* EXERCISE
Repeat precisely the span of lines below that opens with the line containing "assert!(geometric(&[1.0, 2.0, 3.0, 4.0, 5.0]).is_none());" and closes with the line containing "let start = std::time::Instant::now()", both included.

EXERCISE MATERIAL: Begin

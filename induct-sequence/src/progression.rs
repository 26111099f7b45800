//! Arithmetic and geometric progressions

use crate::confidence::{
    progression_confidence, PatternFamily, BASE_CONFIDENCE_ARITHMETIC, BASE_CONFIDENCE_GEOMETRIC,
};
use crate::helpers::differences;
use induct_core::{format_value, EngineError, PatternKind, PatternMatch, TimeoutGuard, ToleranceConfig};
use induct_plugin::{DetectorMeta, PatternDetector};

/// Ratios are clamped to this magnitude before comparison
pub const GEOMETRIC_RATIO_LIMIT: f64 = 1e6;

/// Constant first differences
#[derive(Debug, Clone, Copy)]
pub struct ArithmeticDetector {
    base_confidence: f64,
}

impl Default for ArithmeticDetector {
    fn default() -> Self {
        Self { base_confidence: BASE_CONFIDENCE_ARITHMETIC }
    }
}

impl ArithmeticDetector {
    pub fn new() -> Self {
        Self::default()
    }

    pub fn with_base_confidence(mut self, base_confidence: f64) -> Self {
        self.base_confidence = base_confidence;
        self
    }
}

impl PatternDetector for ArithmeticDetector {
    fn meta(&self) -> DetectorMeta {
        DetectorMeta {
            name: "arithmetic",
            description: "Constant difference between consecutive terms",
            min_length: 2,
            detects: &["arithmetic"],
        }
    }

    fn detect(
        &self,
        sequence: &[f64],
        tolerance: &ToleranceConfig,
        guard: &TimeoutGuard,
    ) -> Result<Option<PatternMatch>, EngineError> {
        if sequence.len() < 2 {
            return Ok(None);
        }

        let diffs = differences(sequence, guard)?;
        let d = diffs[0];
        if !tolerance.all_close_to(&diffs, d) {
            return Ok(None);
        }

        let confidence =
            progression_confidence(&diffs, sequence.len(), PatternFamily::Arithmetic, self.base_confidence);
        let last = sequence[sequence.len() - 1];

        Ok(Some(PatternMatch::new(
            PatternKind::Arithmetic { common_difference: d },
            last + d,
            confidence,
            format!("Arithmetic progression with common difference: {}", format_value(d)),
        )))
    }
}

/// Constant ratio between consecutive terms
#[derive(Debug, Clone, Copy)]
pub struct GeometricDetector {
    base_confidence: f64,
}

impl Default for GeometricDetector {
    fn default() -> Self {
        Self { base_confidence: BASE_CONFIDENCE_GEOMETRIC }
    }
}

impl GeometricDetector {
    pub fn new() -> Self {
        Self::default()
    }

    pub fn with_base_confidence(mut self, base_confidence: f64) -> Self {
        self.base_confidence = base_confidence;
        self
    }
}

impl PatternDetector for GeometricDetector {
    fn meta(&self) -> DetectorMeta {
        DetectorMeta {
            name: "geometric",
            description: "Constant ratio between consecutive terms",
            min_length: 2,
            detects: &["geometric"],
        }
    }

    fn detect(
        &self,
        sequence: &[f64],
        tolerance: &ToleranceConfig,
        guard: &TimeoutGuard,
    ) -> Result<Option<PatternMatch>, EngineError> {
        if sequence.len() < 2 || sequence.iter().any(|&x| x == 0.0) {
            return Ok(None);
        }

        let mut ratios = Vec::with_capacity(sequence.len() - 1);
        for (i, pair) in sequence.windows(2).enumerate() {
            guard.checkpoint_at(i)?;
            ratios.push((pair[1] / pair[0]).clamp(-GEOMETRIC_RATIO_LIMIT, GEOMETRIC_RATIO_LIMIT));
        }

        let r = ratios[0];
        if !tolerance.all_close_to(&ratios, r) {
            return Ok(None);
        }

        let confidence =
            progression_confidence(&ratios, sequence.len(), PatternFamily::Geometric, self.base_confidence);
        let last = sequence[sequence.len() - 1];

        Ok(Some(PatternMatch::new(
            PatternKind::Geometric { common_ratio: r },
            last * r,
            confidence,
            format!("Geometric progression with common ratio: {}", format_value(r)),
        )))
    }
}

#[cfg(test)]
mod tests {
    use super::*;

    fn arithmetic(seq: &[f64]) -> Option<PatternMatch> {
        ArithmeticDetector::new()
            .detect(seq, &ToleranceConfig::default(), &TimeoutGuard::default())
            .unwrap()
    }

    fn geometric(seq: &[f64]) -> Option<PatternMatch> {
        GeometricDetector::new()
            .detect(seq, &ToleranceConfig::default(), &TimeoutGuard::default())
            .unwrap()
    }

    #[test]
    fn test_arithmetic_basic() {
        let m = arithmetic(&[1.0, 2.0, 3.0, 4.0, 5.0]).unwrap();
        assert_eq!(m.predicted_next, 6.0);
        assert!(m.confidence > 0.9);
        assert_eq!(m.kind, PatternKind::Arithmetic { common_difference: 1.0 });
        assert_eq!(m.description, "Arithmetic progression with common difference: 1");
    }

    #[test]
    fn test_arithmetic_decreasing() {
        let m = arithmetic(&[10.0, 7.0, 4.0, 1.0]).unwrap();
        assert_eq!(m.predicted_next, -2.0);
    }

    #[test]
    fn test_arithmetic_constant_zero() {
        let m = arithmetic(&[0.0, 0.0, 0.0, 0.0]).unwrap();
        assert_eq!(m.predicted_next, 0.0);
        assert!(m.confidence > 0.9);
    }

    #[test]
    fn test_arithmetic_rejects_irregular() {
        assert!(arithmetic(&[1.0, 7.0, 3.0, 12.0, 9.0]).is_none());
    }

    #[test]
    fn test_arithmetic_short() {
        assert!(arithmetic(&[1.0]).is_none());
        let m = arithmetic(&[1.0, 3.0]).unwrap();
        assert_eq!(m.predicted_next, 5.0);
        // two terms: sufficiency 0.5, single step quality 0.7
        assert!((m.confidence - 0.95 * 0.5 * 0.7).abs() < 1e-12);
    }

    #[test]
    fn test_arithmetic_description_base() {
        let m = ArithmeticDetector::new()
            .with_base_confidence(0.9)
            .detect(&[1.0, 2.0, 3.0, 4.0], &ToleranceConfig::default(), &TimeoutGuard::default())
            .unwrap()
            .unwrap();
        assert!((m.confidence - 0.9).abs() < 1e-12);
    }

    #[test]
    fn test_arithmetic_confidence_monotone_in_length() {
        let mut previous = 0.0;
        for n in 2..12 {
            let seq: Vec<f64> = (0..n).map(|i| 3.0 * i as f64 + 1.0).collect();
            let c = arithmetic(&seq).unwrap().confidence;
            assert!(c >= previous, "confidence dropped at length {}", n);
            previous = c;
        }
    }

    #[test]
    fn test_geometric_basic() {
        let m = geometric(&[2.0, 4.0, 8.0, 16.0, 32.0]).unwrap();
        assert_eq!(m.predicted_next, 64.0);
        assert!((m.confidence - 0.95 / 1.1).abs() < 1e-12);
        assert_eq!(m.pattern_type(), "geometric");
    }

    #[test]
    fn test_geometric_fractional_ratio() {
        let m = geometric(&[81.0, 27.0, 9.0, 3.0]).unwrap();
        assert!((m.predicted_next - 1.0).abs() < 1e-12);
    }

    #[test]
    fn test_geometric_rejects_zeros() {
        assert!(geometric(&[0.0, 0.0, 0.0, 0.0]).is_none());
        assert!(geometric(&[1.0, 0.0, 2.0, 4.0]).is_none());
    }

    #[test]
    fn test_geometric_rejects_arithmetic() {
        assert!(geometric(&[1.0, 2.0, 3.0, 4.0, 5.0]).is_none());
    }

    #[test]
    fn test_geometric_ratio_clamped() {
        let m = geometric(&[1e-9, 1.0]).unwrap();
        assert_eq!(m.kind, PatternKind::Geometric { common_ratio: GEOMETRIC_RATIO_LIMIT });
    }

    #[test]
    fn test_expired_guard_times_out() {
        let start = std::time::Instant::now()
            .checked_sub(std::time::Duration::from_secs(10))
            .unwrap();
        let guard = TimeoutGuard::with_start(start, std::time::Duration::from_secs(1));
        let err = ArithmeticDetector::new()
            .detect(&[1.0, 2.0, 3.0], &ToleranceConfig::default(), &guard)
            .unwrap_err();
        assert!(matches!(err, EngineError::Timeout(_)));
    }
}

EXERCISE MATERIAL: End

* RESPONSE TO THIS TASK
        assert!(geometric(&[1.0, 2.0, 3.0, 4.0, 5.0]).is_none());
    }

    #[test]
    fn test_geometric_ratio_clamped() {
        let m = geometric(&[1e-9, 1.0]).unwrap();
        assert_eq!(m.kind, PatternKind::Geometric { common_ratio: GEOMETRIC_RATIO_LIMIT });
    }

    #[test]
    fn test_expired_guard_times_out() {
        let start = std::time::Instant::now()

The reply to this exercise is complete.